◆ What you should do:
The expected result is the material below, reproduced exactly from its first line through the line containing "use std::sync::Arc;".

◆ Supplied data:
*** Begin section ***

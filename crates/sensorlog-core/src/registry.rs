//! Sensor registry.
//!
//! The registry exclusively owns every sensor inserted into it, keeps them
//! in insertion order and dispatches bulk operations across them. Dropping
//! the registry releases each sensor, and with it each sensor's readings,
//! in that same order.

use crate::observer::{RegistryEvent, RegistryObserver, TracingObserver};
use crate::sensor::{Report, Sensor};
use crate::{Error, Result};
use std::fmt;
use std::sync::Arc;

/// Ordered collection of named sensors.
///
/// Names are not required to be unique. Lookups always resolve to the
/// earliest sensor with a matching name.
pub struct SensorRegistry {
    sensors: Vec<Box<dyn Sensor>>,
    observer: Arc<dyn RegistryObserver>,
}

impl SensorRegistry {
    /// Creates an empty registry reporting to [`TracingObserver`].
    pub fn new() -> Self {
        Self::with_observer(Arc::new(TracingObserver))
    }

    /// Creates an empty registry reporting to `observer`.
    pub fn with_observer(observer: Arc<dyn RegistryObserver>) -> Self {
        Self {
            sensors: Vec::new(),
            observer,
        }
    }

    /// Appends a sensor.
    ///
    /// An absent sensor is reported to the observer and refused with
    /// [`Error::InvalidArgument`]; the registry is left as it was.
    pub fn insert(&mut self, sensor: Option<Box<dyn Sensor>>) -> Result<()> {
        let Some(sensor) = sensor else {
            let reason = "attempted to insert an absent sensor".to_string();
            self.notify(RegistryEvent::Rejected {
                reason: reason.clone(),
            });
            return Err(Error::InvalidArgument(reason));
        };

        self.push(sensor);
        Ok(())
    }

    /// Appends a sensor that is known to be present.
    pub fn add(&mut self, sensor: impl Sensor + 'static) {
        self.push(Box::new(sensor));
    }

    /// Appends an already boxed sensor.
    pub fn push(&mut self, sensor: Box<dyn Sensor>) {
        let name = sensor.name().to_string();
        self.sensors.push(sensor);
        self.notify(RegistryEvent::Inserted {
            name,
            len: self.sensors.len(),
        });
    }

    /// Returns the first sensor whose name matches `name`.
    ///
    /// The query is cut to the same length bound as stored names, so a
    /// sensor is always found under the name it was created with.
    pub fn find_by_name(&self, name: &str) -> Option<&(dyn Sensor + 'static)> {
        self.sensors
            .iter()
            .find(|sensor| sensor.name().matches(name))
            .map(|sensor| sensor.as_ref())
    }

    /// Returns the first sensor whose name matches `name`, mutably.
    pub fn find_by_name_mut(&mut self, name: &str) -> Option<&mut (dyn Sensor + 'static)> {
        self.sensors
            .iter_mut()
            .find(|sensor| sensor.name().matches(name))
            .map(|sensor| sensor.as_mut())
    }

    /// Records `value` on the first sensor named `name`.
    pub fn record(&mut self, name: &str, value: f64) -> Result<()> {
        let sensor = self
            .find_by_name_mut(name)
            .ok_or_else(|| Error::NotFound(name.to_string()))?;
        sensor.record(value);
        Ok(())
    }

    /// Processes every sensor in insertion order.
    pub fn process_all(&mut self) -> Vec<Report> {
        if self.sensors.is_empty() {
            self.notify(RegistryEvent::Empty {
                operation: "process",
            });
            return Vec::new();
        }

        self.sensors
            .iter_mut()
            .map(|sensor| Report {
                name: sensor.name().clone(),
                kind: sensor.kind(),
                outcome: sensor.process(),
            })
            .collect()
    }

    /// Describes every sensor in insertion order, each headed by its
    /// 1-based position.
    pub fn describe_all(&self) -> String {
        if self.sensors.is_empty() {
            self.notify(RegistryEvent::Empty {
                operation: "describe",
            });
            return String::new();
        }

        self.sensors
            .iter()
            .enumerate()
            .map(|(i, sensor)| format!("[Sensor #{}]\n{}", i + 1, sensor.describe()))
            .collect::<Vec<_>>()
            .join("\n\n")
    }

    /// Returns the number of sensors.
    pub fn len(&self) -> usize {
        self.sensors.len()
    }

    /// Returns true if no sensors are registered.
    pub fn is_empty(&self) -> bool {
        self.sensors.is_empty()
    }

    /// Iterates over the sensors in insertion order.
    pub fn iter(&self) -> impl Iterator<Item = &(dyn Sensor + 'static)> {
        self.sensors.iter().map(|sensor| sensor.as_ref())
    }

    /// Releases every sensor in insertion order and returns how many were
    /// released.
    pub fn clear(&mut self) -> usize {
        let released = self.sensors.len();
        for sensor in self.sensors.drain(..) {
            let name = sensor.name().to_string();
            let readings = sensor.readings();
            drop(sensor);
            self.observer
                .on_registry_event(&RegistryEvent::Released { name, readings });
        }
        self.notify(RegistryEvent::TornDown { released });
        released
    }

    /// Returns an empty registry sharing this one's observer.
    ///
    /// Sensors are not carried over. Use [`SensorRegistry::deep_clone`] for a
    /// copy that owns duplicates of every sensor.
    pub fn shallow_copy(&self) -> Self {
        self.notify(RegistryEvent::CopyUnsupported);
        Self::with_observer(Arc::clone(&self.observer))
    }

    /// Returns a registry owning an independent copy of every sensor.
    pub fn deep_clone(&self) -> Self {
        Self {
            sensors: self.sensors.iter().map(|sensor| sensor.clone_box()).collect(),
            observer: Arc::clone(&self.observer),
        }
    }

    fn notify(&self, event: RegistryEvent) {
        self.observer.on_registry_event(&event);
    }
}

impl Default for SensorRegistry {
    fn default() -> Self {
        Self::new()
    }
}

impl Drop for SensorRegistry {
    fn drop(&mut self) {
        if !self.sensors.is_empty() {
            self.clear();
        }
    }
}

impl fmt::Debug for SensorRegistry {
    fn fmt(&self, f: &mut fmt::Formatter<'_>) -> fmt::Result {
        f.debug_struct("SensorRegistry")
            .field("sensors", &self.sensors)
            .finish_non_exhaustive()
    }
}
//! Addressing mode selection
//!
//! 32-bit and 64-bit decoding rules are two separate zero-sized types
//! implementing [`Mode`]. Queries are generic over the mode, so the choice
//! is made statically at each call site.

use crate::opcode::Opcode;
use crate::tables::{self, AccessKind, MemWidthClass, OpcodeTables, RegWidthClass};

/// Decoding rules for one addressing mode
pub trait Mode: Copy + Default + std::fmt::Debug + Send + Sync + 'static {
    /// Short name used in logs and serialized records
    const NAME: &'static str;

    /// Every byte that is skipped as a prefix
    const PREFIXES: &'static [u8];

    /// Classification and width tables
    const TABLES: &'static OpcodeTables;

    /// REX prefixes exist (64-bit mode only)
    const HAS_REX: bool;

    /// Highest general purpose register index reachable from ModR/M.reg
    const MAX_REGISTER_INDEX: u8;

    /// Widest general purpose register
    const MAX_REGISTER_BYTES: usize;

    /// An address-size override switches ModR/M to the 16-bit layout
    const ADDRESS_OVERRIDE_IS_16BIT: bool;

    #[inline]
    fn is_prefix(byte: u8) -> bool {
        Self::PREFIXES.contains(&byte)
    }

    #[inline]
    fn classify(opcode: Opcode) -> AccessKind {
        Self::TABLES.classify(opcode)
    }

    #[inline]
    fn reg_width_class(opcode: Opcode) -> Option<RegWidthClass> {
        Self::TABLES.reg_width_class(opcode)
    }

    #[inline]
    fn mem_width_class(opcode: Opcode) -> Option<MemWidthClass> {
        Self::TABLES.mem_width_class(opcode)
    }
}

/// Protected-mode IA-32 decoding
#[derive(Debug, Clone, Copy, Default, PartialEq, Eq)]
pub struct Ia32;

/// Long-mode (64-bit) decoding
#[derive(Debug, Clone, Copy, Default, PartialEq, Eq)]
pub struct Amd64;

impl Mode for Ia32 {
    const NAME: &'static str = "ia32";
    const PREFIXES: &'static [u8] = tables::ia32::PREFIXES;
    const TABLES: &'static OpcodeTables = &tables::ia32::TABLES;
    const HAS_REX: bool = false;
    const MAX_REGISTER_INDEX: u8 = 7;
    const MAX_REGISTER_BYTES: usize = 4;
    const ADDRESS_OVERRIDE_IS_16BIT: bool = true;
}

impl Mode for Amd64 {
    const NAME: &'static str = "amd64";
    const PREFIXES: &'static [u8] = tables::amd64::PREFIXES;
    const TABLES: &'static OpcodeTables = &tables::amd64::TABLES;
    const HAS_REX: bool = true;
    const MAX_REGISTER_INDEX: u8 = 15;
    const MAX_REGISTER_BYTES: usize = 8;
    const ADDRESS_OVERRIDE_IS_16BIT: bool = false;
}

/// The mode matching the host architecture
#[cfg(target_arch = "x86")]
pub type NativeMode = Ia32;

/// The mode matching the host architecture
#[cfg(not(target_arch = "x86"))]
pub type NativeMode = Amd64;
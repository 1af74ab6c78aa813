//! Error handling for mmio_decode
//!
//! Every query returns a typed failure instead of a zero value, so callers
//! can tell "the register held 0" apart from "the instruction could not be
//! decoded".

use std::fmt;

/// Result type for decode operations
pub type Result<T> = std::result::Result<T, DecodeError>;

/// Failure codes returned by decode operations
#[derive(Debug, Clone, Copy, PartialEq, Eq, Hash)]
#[repr(i32)]
pub enum DecodeError {
    /// Unknown error (should not be returned)
    Unknown = -1,

    /// The opcode is not in any classification or width table
    UnrecognizedOpcode = 1,

    /// The ModR/M byte encodes a register-direct operand (mod == 3)
    NotAMemoryOperand = 2,

    /// The register index and width do not name an architectural register
    UnsupportedRegister = 3,

    /// The byte view ended before the field being read
    Truncated = 4,

    /// Decoding would run past the 15 byte instruction length limit
    InstructionTooLong = 5,
}

impl DecodeError {
    /// Convert error to string representation
    pub fn as_str(self) -> &'static str {
        match self {
            DecodeError::Unknown => "Unknown error",
            DecodeError::UnrecognizedOpcode => "Unrecognized opcode",
            DecodeError::NotAMemoryOperand => "Not a memory access instruction",
            DecodeError::UnsupportedRegister => "Unsupported register",
            DecodeError::Truncated => "Instruction bytes truncated",
            DecodeError::InstructionTooLong => "Instruction too long",
        }
    }

    /// Convert from a numeric error code
    pub fn from_code(code: i32) -> Self {
        match code {
            1 => DecodeError::UnrecognizedOpcode,
            2 => DecodeError::NotAMemoryOperand,
            3 => DecodeError::UnsupportedRegister,
            4 => DecodeError::Truncated,
            5 => DecodeError::InstructionTooLong,
            _ => DecodeError::Unknown,
        }
    }

    /// Numeric code of this error
    pub fn code(self) -> i32 {
        self as i32
    }
}

impl fmt::Display for DecodeError {
    fn fmt(&self, f: &mut fmt::Formatter<'_>) -> fmt::Result {
        write!(f, "{}", self.as_str())
    }
}

impl std::error::Error for DecodeError {}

*** End section ***

◆ Reply to the exercise:
filename crates/sensorlog-core/src/registry.rs
//! Sensor registry.
//!
//! The registry exclusively owns every sensor inserted into it, keeps them
//! in insertion order and dispatches bulk operations across them. Dropping
//! the registry releases each sensor, and with it each sensor's readings,
//! in that same order.

use crate::observer::{RegistryEvent, RegistryObserver, TracingObserver};
use crate::sensor::{Report, Sensor};
use crate::{Error, Result};
use std::fmt;
use std::sync::Arc;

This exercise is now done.